Je ne sais pourquoi mes parents m’ont appelée Camille. J’ai eu bien du mal à m’y faire, d’autant que mes camarades, filles et garçons, à Belfort, l’ont très longtemps, trop longtemps, transformé en rigolards et lancinants « Camomille ! Camomille ! dans la cour de l’école, à m’en boucher les oreilles, pendant les rondes ! Jusqu’au jour où les épreuves du Bac venues et passées, tout content de m’annoncer la bonne nouvelle avec un retentissant : « Camomille, Camomille…tu es reçue ! », Clovis, un garçon turbulent de ma classe que je connais depuis ses culottes courtes, s’est pris la gifle de sa vie ! Tout le monde m’appelle Camille depuis cet incident ! Mais je regrette encore aujourd’hui mon geste incontrôlé, de colère et de joie, bizarrement mélangés, devant le panneau d’affichage des résultats. J’espère qu’il m’a pardonné, d’autant que lui, je me souviens, n’a pas eu son diplôme, cette année-là !

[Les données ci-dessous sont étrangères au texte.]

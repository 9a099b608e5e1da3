//! Fitted scaling relationships and their report.

use emsr_catalogue::Filter;
use emsr_harmonise::ConversionFormula;
use emsr_regression::{Criteria, FittedModel, ModelKind};
use emsr_selection::MatchedPairs;
use serde::Serialize;

use crate::error::ScalingError;

/// One fitted model between a native and a target scale.
#[derive(Debug, Clone, PartialEq, Serialize)]
pub struct ScalingRelationship {
    native: String,
    target: String,
    fit: FittedModel,
    /// `None` when AICc is undefined for this sample size.
    criteria: Option<Criteria>,
}

impl ScalingRelationship {
    pub(crate) fn new(native: &str, target: &str, fit: FittedModel) -> Self {
        let criteria = fit.criterion_tests().ok();
        Self {
            native: native.to_string(),
            target: target.to_string(),
            fit,
            criteria,
        }
    }

    pub fn native(&self) -> &str {
        &self.native
    }

    pub fn target(&self) -> &str {
        &self.target
    }

    pub fn fit(&self) -> &FittedModel {
        &self.fit
    }

    pub fn criteria(&self) -> Option<Criteria> {
        self.criteria
    }

    /// Formula name, e.g. `mb->Mw linear`.
    pub fn name(&self) -> String {
        format!("{}->{} {}", self.native, self.target, self.fit.kind())
    }

    /// Converts the fit into a harmoniser formula.
    ///
    /// The model error is the square root of the residual variance. The
    /// domain defaults to every measure on the native scale.
    pub fn to_formula(&self, domain: Option<Filter>) -> ConversionFormula {
        ConversionFormula::polynomial(
            self.name(),
            self.fit.beta().to_vec(),
            self.fit.residual().sqrt(),
            domain.unwrap_or_else(|| Filter::scales([self.native.as_str()])),
            self.target.as_str(),
        )
    }
}

/// A model that did not fit.
#[derive(Debug, Clone, PartialEq, Serialize)]
pub struct ModelFailure {
    pub model: ModelKind,
    pub reason: String,
}

/// One matched pair as reported.
#[derive(Debug, Clone, PartialEq, Serialize)]
pub struct PairPoint {
    pub group: String,
    pub native_agency: String,
    pub native_value: f64,
    pub native_error: Option<f64>,
    pub target_agency: String,
    pub target_value: f64,
    pub target_error: Option<f64>,
}

/// Result of fitting a set of models to one native/target scale pair.
#[derive(Debug, Clone, PartialEq, Serialize)]
pub struct EmsrOutcome {
    native: String,
    target: String,
    grouping: String,
    selection: String,
    pairs: Vec<PairPoint>,
    relationships: Vec<ScalingRelationship>,
    failures: Vec<ModelFailure>,
}

impl EmsrOutcome {
    pub(crate) fn new(
        native: &str,
        target: &str,
        grouping: &str,
        selection: &str,
        pairs: &MatchedPairs,
    ) -> Self {
        let pairs = pairs
            .iter()
            .map(|(group, n, t)| PairPoint {
                group: group.to_string(),
                native_agency: n.agency().to_string(),
                native_value: n.value(),
                native_error: n.standard_error(),
                target_agency: t.agency().to_string(),
                target_value: t.value(),
                target_error: t.standard_error(),
            })
            .collect();
        Self {
            native: native.to_string(),
            target: target.to_string(),
            grouping: grouping.to_string(),
            selection: selection.to_string(),
            pairs,
            relationships: Vec::new(),
            failures: Vec::new(),
        }
    }

    pub(crate) fn push_fit(&mut self, relationship: ScalingRelationship) {
        self.relationships.push(relationship);
    }

    pub(crate) fn push_failure(&mut self, model: ModelKind, reason: String) {
        self.failures.push(ModelFailure { model, reason });
    }

    pub fn native(&self) -> &str {
        &self.native
    }

    pub fn target(&self) -> &str {
        &self.target
    }

    /// Matched pairs the models were fitted to.
    pub fn pairs(&self) -> &[PairPoint] {
        &self.pairs
    }

    /// Successful fits, in request order.
    pub fn relationships(&self) -> &[ScalingRelationship] {
        &self.relationships
    }

    pub fn failures(&self) -> &[ModelFailure] {
        &self.failures
    }

    /// The fit with the lowest AICc.
    ///
    /// Falls back to AIC when AICc is undefined for any successful fit, so
    /// all candidates are ranked on the same criterion.
    pub fn best(&self) -> Option<&ScalingRelationship> {
        let use_aicc = self.relationships.iter().all(|r| r.criteria.is_some());
        let score = |r: &ScalingRelationship| match r.criteria {
            Some(c) if use_aicc => c.aicc,
            _ => r.fit.aic(),
        };
        self.relationships
            .iter()
            .min_by(|a, b| score(a).total_cmp(&score(b)))
    }

    /// Serialises the outcome as pretty-printed JSON.
    pub fn to_json(&self) -> Result<String, ScalingError> {
        serde_json::to_string_pretty(self).map_err(|e| ScalingError::Serialization {
            reason: e.to_string(),
        })
    }
}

Mère monoparentale, comme on dit aujourd’hui, je pratique deux métiers complémentaires : je suis journaliste indépendante depuis une quinzaine d’années, spécialisée dans la mode de luxe, à Paris, et en même temps organisatrice d’évènements professionnels pour des agences. Grâce au télétravail, je rédige mes articles chez moi – à destination des journaux et magazines qui m’emploient – tout en m’occupant de ma fille de dix ans. Lorsque je dois m’absenter une soirée pour un défilé de mode, je la confie à Nadine sa marraine, venue comme moi de Belfort et…voisine de palier, on ne peut pas mieux faire ! Nous avons eu la chance de pouvoir louer en même temps deux petits appartements, dans le XVème arrondissement, tout près de la Seine. La circulation urbaine devenue très problématique et coûteuse, j’ai supprimé la voiture, et opté pour le métro. A partir de la station Javel ou Charles Michels, je suis sur les Champs-Elysées, au Palais Royal ou rue Saint-Honoré – mes lieux opérationnels – en moins d’une demi-heure. Et maintenant, je suis toujours exacte à mes rendez-vous. Fini le stress ! En plus, sous terre, j’écoute mes musiques préférées sur mon « Ipod » ! Même debout, accrochée à la barre. J’oublie les gens autour. Et que je suis un peu claustrophobe…

Les quartiers de Paris sont des villages. J’apprécie beaucoup le mien, qui, avec l’avantage d’être isolé de la circulation, propose un bon choix d’activités. L’immense parc André Citroën d’abord, avec ses pelouses, ses jets d’eau, ses petits sentiers fleuris et sa grande attraction qui a accompagné l’enfance de ma fille, l’impressionnant ballon dirigeable bleu, retenu au sol par des câbles, mais qui offre aux enfants dans sa nacelle promenoir circulaire, les frissons d’un baptême de l’air ! Ses dizaines de petites boutiques rue Saint Charles, ensuite, paradis des chineurs. Ses restaurants cosmopolites enfin, qui embaument les trottoirs. Avec le Pont Mirabeau si souvent chanté, la Seine éternelle et ses rives de halage à deux pas, pour les flâneries des soirs d’été. Il suffit de s’assoir sur un banc du quai et d’attendre quelques minutes, le temps qu’une rame du métro aérien traverse le fleuve, sur le pont à étage, vers la Maison de la Radio. Dans le sillage des péniches aux ventres lourds qui rentrent au port, ne tardent pas à surgir sur fond de ciel orangé, une noria de bateaux-mouches, véritables petites villes flottantes de lumière. Et soudain, alors que les grands panneaux publicitaires commencent à clignoter un à un sur les terrasses des tours du quai de Grenelle, la Tour Eiffel s’embrase à son tour, en arrière-plan. Un scintillement doré de quelque 20 000 ampoules, la transforme en un gigantesque arbre de noël, la nuit venue ! A l’assaut du ciel, mais aussi de la terre, puisque les deux faisceaux lumineux du phare qui culmine l’ouvrage, portent à 80 kilomètres à la ronde. Je suis voisine de cette Tour et pourtant je la connaissais bien mal !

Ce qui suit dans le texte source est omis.